Pandas Once Again Crucial in U.S.-China Relations
Proving again that being a first lady of a P5+1 nation is a heady role indeed, with all the outfit-matching and advanced-degree-downplaying and whatnot, two top spouses from a pair of uneasy superpower bedfellow countries just took up a diplomatic tradition inaugurated by Pat Nixon.Proving again that being a first lady of a P5+1 nation is a heady role indeed, with all the outfit-matching and advanced-degree-downplaying and whatnot, two top spouses from a pair of uneasy superpower bedfellow countries just took up a diplomatic tradition inaugurated by Pat Nixon.
That would be “Panda Diplomacy.” Let’s let CNN walk us through the history to give this latest moment the full force of its import:
So-called “Panda Diplomacy” between the U.S. and China began in the 1970s, after U.S. President Richard Nixon’s landmark visit to China.

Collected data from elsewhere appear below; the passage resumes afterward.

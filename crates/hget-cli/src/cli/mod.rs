//! CLI for the hget getters.

mod commands;

use anyhow::Result;
use clap::{Args, Parser, Subcommand};
use hget_core::{settings, GetterOption, Providers};
use std::path::PathBuf;
use std::time::Duration;

use commands::{run_get, run_schemes};

/// Top-level CLI.
#[derive(Debug, Parser)]
#[command(name = "hget")]
#[command(about = "Fetch the raw bytes behind a URL", long_about = None)]
pub struct Cli {
    /// Read settings from this file instead of ~/.config/hget/config.toml.
    #[arg(long, global = true, value_name = "FILE")]
    pub config: Option<PathBuf>,

    #[command(subcommand)]
    pub command: CliCommand,
}

#[derive(Debug, Subcommand)]
pub enum CliCommand {
    /// Fetch a URL and write its body to stdout or a file.
    Get {
        /// Locator to fetch (http, https, or file when enabled).
        url: String,

        /// Write the body here instead of stdout.
        #[arg(short, long, value_name = "FILE")]
        output: Option<PathBuf>,

        #[command(flatten)]
        opts: GetOpts,
    },

    /// List the registered schemes.
    Schemes,
}

/// Per-call getter options.
#[derive(Debug, Default, Args)]
pub struct GetOpts {
    /// Basic auth username (an empty value still sends credentials).
    #[arg(long)]
    pub username: Option<String>,
    #[arg(long, requires = "username")]
    pub password: Option<String>,
    #[arg(long, value_name = "UA")]
    pub user_agent: Option<String>,
    /// Value of the Accept header.
    #[arg(long, value_name = "MIME")]
    pub accept: Option<String>,
    /// Client certificate (PEM) for mutual TLS.
    #[arg(long, value_name = "FILE", requires = "key_file")]
    pub cert_file: Option<PathBuf>,
    #[arg(long, value_name = "FILE", requires = "cert_file")]
    pub key_file: Option<PathBuf>,
    /// CA bundle (PEM) used to verify the server. A configured client
    /// certificate is kept.
    #[arg(long, value_name = "FILE")]
    pub ca_file: Option<PathBuf>,
    #[arg(long)]
    pub insecure_skip_tls_verify: bool,
    /// Request timeout in seconds.
    #[arg(long, value_name = "SECS")]
    pub timeout: Option<u64>,
    /// Keep credentials when redirected to another host.
    #[arg(long)]
    pub pass_credentials: bool,
}

impl GetOpts {
    /// Options in a fixed order; only flags given on the command line are included.
    pub fn to_options(&self) -> Vec<GetterOption> {
        let mut opts = Vec::new();
        if let Some(username) = &self.username {
            opts.push(hget_core::with_basic_auth(
                username.clone(),
                self.password.clone().unwrap_or_default(),
            ));
        }
        if let Some(ua) = &self.user_agent {
            opts.push(hget_core::with_user_agent(ua.clone()));
        }
        if let Some(accept) = &self.accept {
            opts.push(hget_core::with_accept_header(accept.clone()));
        }
        // Each flag overrides only its own part of the configured TLS material.
        if let (Some(cert), Some(key)) = (&self.cert_file, &self.key_file) {
            opts.push(hget_core::with_client_certificate(cert, key));
        }
        if let Some(ca) = &self.ca_file {
            opts.push(hget_core::with_ca_file(ca));
        }
        if self.insecure_skip_tls_verify {
            opts.push(hget_core::with_insecure_skip_verify_tls(true));
        }
        if let Some(secs) = self.timeout {
            opts.push(hget_core::with_timeout(Duration::from_secs(secs)));
        }
        if self.pass_credentials {
            opts.push(hget_core::with_pass_credentials_all(true));
        }
        opts
    }
}

impl CliCommand {
    pub fn run_from_args() -> Result<()> {
        let cli = Cli::parse();
        let settings = match &cli.config {
            Some(path) => settings::load_from(path)?,
            None => settings::load_or_init()?,
        };
        tracing::debug!("loaded settings: {:?}", settings);
        let providers = Providers::all(&settings);

        match cli.command {
            CliCommand::Get { url, output, opts } => {
                run_get(&providers, &url, output.as_deref(), &opts)?
            }
            CliCommand::Schemes => run_schemes(&providers)?,
        }

        Ok(())
    }
}
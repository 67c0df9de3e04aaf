//! Error type shared by options, transport construction, getters and the registry.

use std::path::{Path, PathBuf};

/// Failure of any getter operation.
///
/// Each variant carries enough context (locator, scheme or TLS file path, and
/// the underlying cause) to tell a credential misconfiguration apart from a
/// network outage without inspecting internals.
#[derive(Debug, thiserror::Error)]
pub enum GetterError {
    /// Malformed locator or an incomplete/conflicting option set.
    #[error("invalid configuration for {}: {reason}", display_locator(.locator))]
    Configuration { locator: String, reason: String },

    /// TLS client certificate, key or CA bundle unreadable or invalid.
    #[error("TLS credentials for {} unusable ({}): {reason}", display_locator(.locator), .path.display())]
    Credential {
        locator: String,
        path: PathBuf,
        reason: String,
    },

    /// No registered getter claims the scheme.
    #[error("scheme {scheme:?} not supported")]
    UnsupportedScheme { scheme: String },

    /// Connection, handshake or timeout failure reported by the transport.
    #[error("{scheme} request to {locator} failed: {source}")]
    Network {
        scheme: String,
        locator: String,
        #[source]
        source: curl::Error,
    },

    /// The server answered with a non-2xx status.
    #[error("failed to fetch {locator} ({scheme}): HTTP {status}{}", display_body(.body))]
    Fetch {
        scheme: String,
        locator: String,
        status: u32,
        body: String,
    },
}

impl GetterError {
    pub(crate) fn configuration(locator: &str, reason: impl Into<String>) -> Self {
        GetterError::Configuration {
            locator: locator.to_string(),
            reason: reason.into(),
        }
    }

    pub(crate) fn credential(locator: &str, path: &Path, reason: impl ToString) -> Self {
        GetterError::Credential {
            locator: locator.to_string(),
            path: path.to_path_buf(),
            reason: reason.to_string(),
        }
    }

    /// HTTP status of a `Fetch` error.
    pub fn status(&self) -> Option<u32> {
        match self {
            GetterError::Fetch { status, .. } => Some(*status),
            _ => None,
        }
    }
}

fn display_locator(locator: &str) -> &str {
    if locator.is_empty() {
        "<unset locator>"
    } else {
        locator
    }
}

fn display_body(body: &str) -> String {
    let body = body.trim();
    if body.is_empty() {
        String::new()
    } else {
        format!(": {}", body)
    }
}
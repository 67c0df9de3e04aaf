//! Scheme registry: maps scheme names to getter constructors.
//!
//! Built once with [`Providers::all`] and never mutated afterwards; lookups
//! only read, so a `Providers` value can be shared between threads freely.

use crate::error::GetterError;
use crate::file::FileGetter;
use crate::getter::{Buffer, Getter};
use crate::http::HttpGetter;
use crate::options::GetterOption;
use crate::settings::Settings;

/// Builds a getter from an ordered option list.
pub type Constructor = fn(&[GetterOption]) -> Result<Box<dyn Getter>, GetterError>;

/// Schemes claimed by one getter variant plus its constructor.
#[derive(Clone)]
pub struct Provider {
    pub schemes: Vec<&'static str>,
    pub new: Constructor,
}

impl std::fmt::Debug for Provider {
    fn fmt(&self, f: &mut std::fmt::Formatter<'_>) -> std::fmt::Result {
        f.debug_struct("Provider").field("schemes", &self.schemes).finish()
    }
}

impl Provider {
    pub fn provides(&self, scheme: &str) -> bool {
        self.schemes.iter().any(|s| s.eq_ignore_ascii_case(scheme))
    }
}

fn http_provider() -> Provider {
    Provider {
        schemes: vec!["http", "https"],
        new: HttpGetter::provide,
    }
}

fn file_provider() -> Provider {
    Provider {
        schemes: vec!["file"],
        new: FileGetter::provide,
    }
}

/// The registered providers and the default options derived from settings.
#[derive(Debug, Clone)]
pub struct Providers {
    providers: Vec<Provider>,
    defaults: Vec<GetterOption>,
}

impl Providers {
    /// Static providers merged with those enabled by `settings`.
    pub fn all(settings: &Settings) -> Self {
        let mut providers = vec![http_provider()];
        if settings.file_scheme_enabled() {
            providers.push(file_provider());
        }
        let defaults = settings.default_options();
        tracing::debug!(
            "registered schemes {:?} with {} default option(s)",
            providers.iter().flat_map(|p| p.schemes.iter()).collect::<Vec<_>>(),
            defaults.len()
        );
        Self {
            providers,
            defaults,
        }
    }

    /// Adds extra providers before the registry is shared. Earlier entries win
    /// on scheme conflicts.
    pub fn with_providers(mut self, extra: impl IntoIterator<Item = Provider>) -> Self {
        self.providers.extend(extra);
        self
    }

    /// Constructs the getter claiming `scheme`, preconfigured with the defaults.
    pub fn by_scheme(&self, scheme: &str) -> Result<Box<dyn Getter>, GetterError> {
        let provider = self
            .providers
            .iter()
            .find(|p| p.provides(scheme))
            .ok_or_else(|| GetterError::UnsupportedScheme {
                scheme: scheme.to_string(),
            })?;
        (provider.new)(&self.defaults)
    }

    /// Resolves the getter for `locator`'s scheme and fetches it.
    pub fn get(&self, locator: &str, options: &[GetterOption]) -> Result<Buffer, GetterError> {
        let url = url::Url::parse(locator)
            .map_err(|e| GetterError::configuration(locator, e.to_string()))?;
        self.by_scheme(url.scheme())?.get(locator, options)
    }

    /// Registered scheme names in registration order.
    pub fn schemes(&self) -> Vec<&'static str> {
        self.providers
            .iter()
            .flat_map(|p| p.schemes.iter().copied())
            .collect()
    }
}
//! The `Getter` capability and its result buffer.

use crate::error::GetterError;
use crate::options::GetterOption;
use std::io::{self, Read};

/// Fetches the raw bytes behind a locator.
///
/// Implementations must be usable from several threads at once; per-call
/// options are applied to a private copy of the getter's baseline options.
pub trait Getter: Send + Sync {
    fn get(&self, href: &str, options: &[GetterOption]) -> Result<Buffer, GetterError>;
}

/// In-memory body of a successful fetch.
#[derive(Debug, Clone, Default, PartialEq, Eq)]
pub struct Buffer {
    data: Vec<u8>,
    pos: usize,
}

impl Buffer {
    pub fn new(data: Vec<u8>) -> Self {
        Self { data, pos: 0 }
    }

    /// All bytes, regardless of how much has been read.
    pub fn as_bytes(&self) -> &[u8] {
        &self.data
    }

    pub fn len(&self) -> usize {
        self.data.len()
    }

    pub fn is_empty(&self) -> bool {
        self.data.is_empty()
    }

    pub fn into_vec(self) -> Vec<u8> {
        self.data
    }

    pub fn to_string_lossy(&self) -> String {
        String::from_utf8_lossy(&self.data).into_owned()
    }
}

impl Read for Buffer {
    fn read(&mut self, buf: &mut [u8]) -> io::Result<usize> {
        let rest = &self.data[self.pos..];
        let n = rest.len().min(buf.len());
        buf[..n].copy_from_slice(&rest[..n]);
        self.pos += n;
        Ok(n)
    }
}

impl From<Vec<u8>> for Buffer {
    fn from(data: Vec<u8>) -> Self {
        Buffer::new(data)
    }
}
use hget_core::logging;

mod cli;

use crate::cli::CliCommand;

fn main() {
    // Initialize logging as early as possible; stderr if the log file is unavailable.
    if let Err(err) = logging::init_logging() {
        logging::init_logging_stderr();
        tracing::warn!("file logging unavailable: {:#}", err);
    }

    // Parse CLI and dispatch.
    if let Err(err) = CliCommand::run_from_args() {
        eprintln!("hget error: {:#}", err);
        std::process::exit(1);
    }
}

“Mrs. Nixon told Chinese Premier Zhou how much she enjoyed seeing the pandas at a Chinese zoo,” Obama says in the YouTube video, “and on the spot the premier offered a pair of pandas to the people of the United States.”
So, on Dec. 1, Peng Liyuan, first lady of the People’s Republic of China, and her American analogue, Michelle Obama, gave Panda Diplomacy a sorely needed reboot by commemorating the 100th day in the extrauterine life of Bao Bao, the miracle giant panda cub born at the Smithsonian National Zoo in Washington, D.C.
Little Bao Bao, whose gender was still unknown at press time, represents a joint effort between the U.S. and China, and thus, as Michelle Obama explains below, functions “as a symbol of the growing connections between our two countries.”
“Many people love baby pandas as they love their own children,” Peng Liyuan cheerfully (and somewhat alarmingly) alleges in her own tribute video below.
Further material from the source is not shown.